• U.S.

Foreign News: Pfui!

2 minute read
TIME

American popular music, from groaner’s moan to Dixieland jazz, is a highly exportable commodity. So the State Department has learned from its new international disc jockey, Martin Block, whose weekly half-hour of music and informal chatter has become the Voice of America’s most popular program. Even behind the Iron Curtain, where Communists are furiously attacking “decadent American music,” thousands of recalcitrant Slavs continue to carry a torch for Dinah Shore or Gene Autry, Benny Goodman or Lena Home. Last week the Czech government skirmished with some of these incorrigibles and came off badly scorched.

The little basement theater in Prague was packed and jammed with Czech bobby-soxers, lured there by the Ministry of Information in hopes of hearing a two-hour program of Bing Crosby records.

“Now first let us consider this Bing Crosby,” the ministry’s announcer began. “He is a typical example of a man who sacrifices his art to get money.
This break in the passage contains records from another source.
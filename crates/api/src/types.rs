//! # DTO (Data Transfer Object) 层
//!
//! 将内部领域模型转化为面向调用方 JSON 输出的轻量结构体。
//! 所有 DTO 必须派生 `utoipa::ToSchema` 以自动进入 Swagger 文档。
//! 信号相关响应的字段形状是 Discord 桥与浏览器前端共同依赖的
//! 线缆契约，不可随意更名。

use serde::{Deserialize, Serialize};
use utoipa::ToSchema;
use vega_core::signal::entity::{PnlSummary, Position, TradeSignal, TradingConfig};

// ============================================================
//  信号相关 DTO
// ============================================================

/// 交易信号 DTO
#[derive(Debug, Clone, Serialize, Deserialize, ToSchema)]
pub struct SignalResponse {
    /// 信号 ID
    #[schema(example = "1f0d6d22-8b1a-4f0e-b2d3-9c41c6a7d9aa")]
    pub id: String,
    /// 归属用户 ID
    #[schema(example = "u_1001")]
    pub user_id: String,
    /// 标的代码
    #[schema(example = "AAPL")]
    pub symbol: String,
    /// 策略名称
    #[schema(example = "momentum_breakout")]
    pub strategy_type: String,
    /// 操作方向 (buy/sell)
    #[schema(example = "buy")]
    pub action: String,
    /// 期权合约代码
    #[schema(example = "AAPL260320C00200000")]
    pub option_symbol: String,
    /// 行权价
    #[schema(example = "200.00")]
    pub strike_price: String,
    /// 合约到期日
    #[schema(example = "2026-03-20")]
    pub expiration_date: String,
    /// 期权类型 (call/put)
    #[schema(example = "call")]
    pub option_type: String,
    /// 数量 (张)
    #[schema(example = 2)]
    pub quantity: i64,
    /// 限价 (市价单为 null)
    #[schema(example = "4.35")]
    pub limit_price: Option<String>,
    /// 置信度 (0-100)
    #[schema(example = 82.5)]
    pub confidence_score: Option<f64>,
    /// 生成理由
    pub reasoning: Option<String>,
    /// 生成时刻的市场快照
    #[schema(value_type = Object)]
    pub market_conditions: Option<serde_json::Value>,
    /// 状态 (pending/confirmed/rejected/expired)
    #[schema(example = "pending")]
    pub status: String,
    /// 终态迁移来源 (web/chat/auto)
    pub confirmation_source: Option<String>,
    /// 终态迁移时间 (ISO 8601)
    pub confirmed_at: Option<String>,
    /// 终态迁移操作者
    pub confirmed_by: Option<String>,
    /// 失效时间 (ISO 8601)
    #[schema(example = "2026-03-01T10:05:00Z")]
    pub expires_at: String,
    /// 创建时间 (ISO 8601)
    #[schema(example = "2026-03-01T10:00:00Z")]
    pub created_at: String,
}

/// 确认/拒绝请求体
#[derive(Debug, Clone, Serialize, Deserialize, ToSchema)]
pub struct SignalActionRequest {
    /// 操作来源界面 ("web" / "chat")，缺省为 "web"
    #[schema(example = "chat")]
    pub source: Option<String>,
    /// 被代理操作的用户 (聊天桥代用户操作时携带)；缺省取 JWT 主体
    #[schema(example = "u_1001")]
    pub user_id: Option<String>,
}

/// 确认/拒绝响应体 `{success, signal}`
#[derive(Debug, Clone, Serialize, Deserialize, ToSchema)]
pub struct SignalActionResponse {
    /// 是否赢得状态迁移
    pub success: bool,
    /// 迁移后的完整记录 (成功时)
    pub signal: Option<SignalResponse>,
    /// 失败原因 (竞争失败时为 "no longer available" 文案)
    pub error: Option<String>,
}

// ============================================================
//  持仓与分析 DTO
// ============================================================

/// 持仓明细 DTO
#[derive(Debug, Clone, Serialize, Deserialize, ToSchema)]
pub struct PositionResponse {
    /// 标的代码
    #[schema(example = "NVDA")]
    pub symbol: String,
    /// 期权合约代码
    #[schema(example = "NVDA260117C00150000")]
    pub option_symbol: String,
    /// 持仓数量 (张)
    #[schema(example = 3)]
    pub quantity: i64,
    /// 开仓均价
    #[schema(example = "6.40")]
    pub entry_price: String,
    /// 最新标记价
    #[schema(example = "7.10")]
    pub current_price: Option<String>,
    /// 浮动盈亏
    #[schema(example = "210.00")]
    pub unrealized_pnl: Option<String>,
    /// 状态 (open/closed)
    #[schema(example = "open")]
    pub status: String,
    /// 开仓时间 (ISO 8601)
    pub opened_at: String,
}

/// 盈亏汇总 DTO
#[derive(Debug, Clone, Serialize, Deserialize, ToSchema)]
pub struct PnlSummaryResponse {
    pub user_id: String,
    /// 已实现盈亏
    #[schema(example = "260.50")]
    pub realized_pnl: String,
    /// 浮动盈亏
    #[schema(example = "210.00")]
    pub unrealized_pnl: String,
    /// 未平仓笔数
    pub open_positions: i64,
    /// 已平仓笔数
    pub closed_positions: i64,
    /// 胜率 (0-1)
    pub win_rate: Option<f64>,
}

/// 用户交易配置 DTO
#[derive(Debug, Clone, Serialize, Deserialize, ToSchema)]
pub struct TradingConfigResponse {
    pub user_id: String,
    #[schema(example = "5000")]
    pub max_position_size: String,
    pub max_daily_trades: i64,
    pub min_confidence: f64,
    pub trading_enabled: bool,
}

// ============================================================
//  用户与身份 DTO
// ============================================================

/// Discord 身份查询响应 `{discord_user_id}`
#[derive(Debug, Clone, Serialize, Deserialize, ToSchema)]
pub struct DiscordLinkResponse {
    /// 绑定的 Discord 用户 ID，未绑定时为 null
    pub discord_user_id: Option<String>,
}

/// Discord 反查响应 `{user_id}`
#[derive(Debug, Clone, Serialize, Deserialize, ToSchema)]
pub struct UserIdResponse {
    pub user_id: String,
}

/// 绑定 Discord 请求体
#[derive(Debug, Clone, Serialize, Deserialize, ToSchema)]
pub struct LinkDiscordRequest {
    pub user_id: String,
    pub discord_user_id: String,
}

// ============================================================
//  交易控制 DTO
// ============================================================

/// 暂停/恢复请求体
#[derive(Debug, Clone, Serialize, Deserialize, ToSchema)]
pub struct TradingToggleRequest {
    /// 目标用户；缺省取 JWT 主体
    pub user_id: Option<String>,
}

/// 暂停/恢复响应体
#[derive(Debug, Clone, Serialize, Deserialize, ToSchema)]
pub struct TradingToggleResponse {
    pub success: bool,
    #[schema(example = "Trading paused")]
    pub message: String,
}

/// 交易状态响应体
#[derive(Debug, Clone, Serialize, Deserialize, ToSchema)]
pub struct TradingStatusResponse {
    pub user_id: String,
    pub is_paused: bool,
}

// ============================================================
//  鉴权与系统 DTO
// ============================================================

/// 登录请求体
#[derive(Debug, Clone, Serialize, Deserialize, ToSchema)]
pub struct LoginRequest {
    /// 用户名
    #[schema(example = "trader_01")]
    pub username: String,
    /// 密码
    #[schema(example = "password123")]
    pub password: String,
}

/// 登录成功返回的 Token
#[derive(Debug, Clone, Serialize, Deserialize, ToSchema)]
pub struct LoginResponse {
    /// JWT Bearer Token
    #[schema(example = "eyJhbGciOiJIUzI1NiIs...")]
    pub token: String,
    /// Token 过期时间 (秒)
    #[schema(example = 604800)]
    pub expires_in: u64,
}

/// JWT Claims 内容 (内部使用，不暴露到 Swagger)
#[derive(Debug, Clone, Serialize, Deserialize)]
pub struct Claims {
    /// 主体 (用户 ID 或服务名)
    pub sub: String,
    /// 角色 ("user" 或 "service")
    pub role: String,
    /// Token 过期时间 (Unix 时间戳)
    pub exp: usize,
}

/// 健康检查响应 `{status, timestamp, uptime}`
#[derive(Debug, Clone, Serialize, Deserialize, ToSchema)]
pub struct HealthResponse {
    #[schema(example = "ok")]
    pub status: String,
    /// 当前时间 (ISO 8601)
    pub timestamp: String,
    /// 进程运行时长 (秒)
    pub uptime: u64,
}

/// 构建失败响应
#[derive(Debug, Clone, Serialize, Deserialize, ToSchema)]
pub struct ApiErrorResponse {
    /// 固定为 false
    pub success: bool,
    /// 错误描述信息
    pub error: String,
}

impl ApiErrorResponse {
    /// 从错误信息构建
    pub fn from_msg(msg: impl Into<String>) -> Self {
        Self {
            success: false,
            error: msg.into(),
        }
    }
}

// ============================================================
//  领域模型 → DTO 惯用转换 (impl From<T>)
// ============================================================

impl From<&TradeSignal> for SignalResponse {
    fn from(s: &TradeSignal) -> Self {
        Self {
            id: s.id.0.clone(),
            user_id: s.user_id.clone(),
            symbol: s.symbol.clone(),
            strategy_type: s.strategy_type.clone(),
            action: s.action.to_string(),
            option_symbol: s.option_symbol.clone(),
            strike_price: s.strike_price.to_string(),
            expiration_date: s.expiration_date.to_string(),
            option_type: s.option_type.to_string(),
            quantity: s.quantity,
            limit_price: s.limit_price.map(|p| p.to_string()),
            confidence_score: s.confidence_score,
            reasoning: s.reasoning.clone(),
            market_conditions: s.market_conditions.clone(),
            status: s.status.to_string(),
            confirmation_source: s.confirmation_source.map(|c| c.to_string()),
            confirmed_at: s.confirmed_at.map(|t| t.to_rfc3339()),
            confirmed_by: s.confirmed_by.clone(),
            expires_at: s.expires_at.to_rfc3339(),
            created_at: s.created_at.to_rfc3339(),
        }
    }
}

impl From<&Position> for PositionResponse {
    fn from(p: &Position) -> Self {
        Self {
            symbol: p.symbol.clone(),
            option_symbol: p.option_symbol.clone(),
            quantity: p.quantity,
            entry_price: p.entry_price.to_string(),
            current_price: p.current_price.map(|v| v.to_string()),
            unrealized_pnl: p.unrealized_pnl.map(|v| v.to_string()),
            status: p.status.clone(),
            opened_at: p.opened_at.to_rfc3339(),
        }
    }
}

impl From<PnlSummary> for PnlSummaryResponse {
    fn from(s: PnlSummary) -> Self {
        Self {
            user_id: s.user_id,
            realized_pnl: s.realized_pnl.to_string(),
            unrealized_pnl: s.unrealized_pnl.to_string(),
            open_positions: s.open_positions,
            closed_positions: s.closed_positions,
            win_rate: s.win_rate,
        }
    }
}

impl From<TradingConfig> for TradingConfigResponse {
    fn from(c: TradingConfig) -> Self {
        Self {
            user_id: c.user_id,
            max_position_size: c.max_position_size.to_string(),
            max_daily_trades: c.max_daily_trades,
            min_confidence: c.min_confidence,
            trading_enabled: c.trading_enabled,
        }
    }
}
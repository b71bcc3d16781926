//! # WebSocket 扇出层
//!
//! 将事件总线上的域事件转投到按用户划分的实时房间：
//! - `rooms`：`UserId -> broadcast::Sender` 的内存注册表 (活性缓存，
//!   进程重启即清空，由客户端重新 authenticate 重建)；
//! - `fanout`：订阅总线并按 `user_id` 路由的后台协程；
//! - `handler`：单个 WebSocket 连接的协议循环
//!   (authenticate / ping / 服务端推送)。

pub mod fanout;
pub mod handler;
pub mod rooms;

pub use rooms::{PushEvent, RoomRegistry};
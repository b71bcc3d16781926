use async_trait::async_trait;
use dashmap::DashMap;
use tokio::sync::broadcast;
use tokio::sync::broadcast::error::RecvError;
use tracing::warn;
use vega_core::bus::error::BusError;
use vega_core::bus::port::{BusFrame, BusStream, EventBus};

/// # Summary
/// 基于 `tokio::sync::broadcast` 的进程内事件总线。
/// 每个字面频道与每个订阅模式各持有一条广播通道；
/// 发布时先投递精确频道，再逐一投递所有命中的模式通道。
///
/// # Invariants
/// - 发布即忘：无订阅者时 `send` 的失败被静默忽略。
/// - 至多一次：订阅建立之前发布的消息不可见，无排队、无重放。
/// - 慢消费者滞后时丢弃最旧消息并记录 warn，订阅流不中断。
pub struct InProcessBus {
    // 精确频道注册表
    channels: DashMap<String, broadcast::Sender<BusFrame>>,
    // 模式订阅注册表，Key 为 glob 模式
    patterns: DashMap<String, broadcast::Sender<BusFrame>>,
    // 每条通道的容量
    capacity: usize,
}

impl InProcessBus {
    /// # Summary
    /// 创建一个新的总线实例。
    ///
    /// # Arguments
    /// * `capacity`: 每条 broadcast 通道的容量，慢消费者超出后丢最旧。
    pub fn new(capacity: usize) -> Self {
        Self {
            channels: DashMap::new(),
            patterns: DashMap::new(),
            capacity,
        }
    }

    /// 取出 (或创建) 指定注册表中的发送端。DashMap entry 保证
    /// 并发首次订阅/发布时只创建一条通道。
    fn sender_for(
        registry: &DashMap<String, broadcast::Sender<BusFrame>>,
        key: &str,
        capacity: usize,
    ) -> broadcast::Sender<BusFrame> {
        registry
            .entry(key.to_string())
            .or_insert_with(|| broadcast::channel(capacity).0)
            .clone()
    }

    /// 将广播接收端包装为对滞后免疫的订阅流。
    fn stream_from(mut rx: broadcast::Receiver<BusFrame>, label: String) -> BusStream {
        Box::pin(async_stream::stream! {
            loop {
                match rx.recv().await {
                    Ok(frame) => yield frame,
                    Err(RecvError::Lagged(n)) => {
                        warn!("Bus subscriber '{}' lagged, {} message(s) dropped", label, n);
                    }
                    Err(RecvError::Closed) => break,
                }
            }
        })
    }
}

#[async_trait]
impl EventBus for InProcessBus {
    /// # Summary
    /// 向频道发布一条 JSON 载荷。
    ///
    /// # Logic
    /// 1. 若精确频道已有通道则投递。
    /// 2. 遍历模式注册表，向所有命中的模式通道投递同一帧。
    /// 3. `send` 失败仅意味着当下没有任何接收者，按契约静默成功。
    async fn publish(&self, channel: &str, payload: &str) -> Result<(), BusError> {
        let frame = BusFrame {
            channel: channel.to_string(),
            payload: payload.to_string(),
        };

        if let Some(sender) = self.channels.get(channel) {
            sender.send(frame.clone()).ok();
        }

        for entry in self.patterns.iter() {
            if glob_match(entry.key(), channel) {
                entry.value().send(frame.clone()).ok();
            }
        }

        Ok(())
    }

    /// # Summary
    /// 按精确频道名订阅，返回从订阅时刻起的投递流。
    fn subscribe(&self, channel: &str) -> BusStream {
        let sender = Self::sender_for(&self.channels, channel, self.capacity);
        Self::stream_from(sender.subscribe(), channel.to_string())
    }

    /// # Summary
    /// 按 glob 模式订阅，命中模式的所有字面频道共用此流。
    fn subscribe_pattern(&self, pattern: &str) -> BusStream {
        let sender = Self::sender_for(&self.patterns, pattern, self.capacity);
        Self::stream_from(sender.subscribe(), pattern.to_string())
    }
}

/// glob 匹配：`*` 匹配任意 (含空) 字符序列，其余字符逐一比对。
///
/// # Logic
/// 经典的回溯指针算法：记录最近一个 `*` 的位置，失配时回退，
/// 让该 `*` 多吞一个字符。对 `positions:*` 这类尾部通配 O(n)。
fn glob_match(pattern: &str, text: &str) -> bool {
    let p: Vec<char> = pattern.chars().collect();
    let t: Vec<char> = text.chars().collect();
    let (mut pi, mut ti) = (0usize, 0usize);
    let mut star: Option<(usize, usize)> = None;

    while ti < t.len() {
        if pi < p.len() && (p[pi] == t[ti]) {
            pi += 1;
            ti += 1;
        } else if pi < p.len() && p[pi] == '*' {
            star = Some((pi, ti));
            pi += 1;
        } else if let Some((sp, st)) = star {
            pi = sp + 1;
            ti = st + 1;
            star = Some((sp, st + 1));
        } else {
            return false;
        }
    }
    while pi < p.len() && p[pi] == '*' {
        pi += 1;
    }
    pi == p.len()
}
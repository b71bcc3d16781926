//! # `vega-bot` - Discord 桥
//!
//! 把总线上的信号事件渲染为带 Confirm / Reject / Details 按钮的
//! Discord 私信卡片，并把用户的按钮点击与文本命令翻译回信号台的
//! REST 调用。结构分四层：
//! - [`discord`]：`ChatPort` 的 Discord REST 实现 (下行消息)；
//! - [`gateway`]：最小化的 Discord Gateway WebSocket 客户端 (上行事件)；
//! - [`api_client`]：信号台 REST 的类型化客户端；
//! - [`bridge`] / [`commands`]：桥接逻辑本体与文本命令面板。

pub mod api_client;
pub mod bridge;
pub mod cards;
pub mod commands;
pub mod discord;
pub mod gateway;

pub use bridge::SignalBridge;
pub use discord::DiscordRest;
pub use gateway::DiscordGateway;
He sings in a way so sentimentally sweet it makes you sick.”

The announcer’s voice was drowned out by whistles and boos.

“Frank Sinatra is much better,” he went on hesitantly, “but the Americans wouldn’t give him a chance.”

This the music lovers ignored.

“Politically, Crosby stands for nothing that could be identified with the principles of Jefferson or Lincoln.”

Chorused the audience: “Pfui!”

In the U.S., Sinatra rushed to Bing’s defense. “Anybody who says Bing’s singing makes them sick,” he snorted, “has got politics in the ear!”

Crosby himself harbored no ill feelings. Said he: “I’ll be glad to play Loew’s Prague any time . . . Where can I get a flak suit?”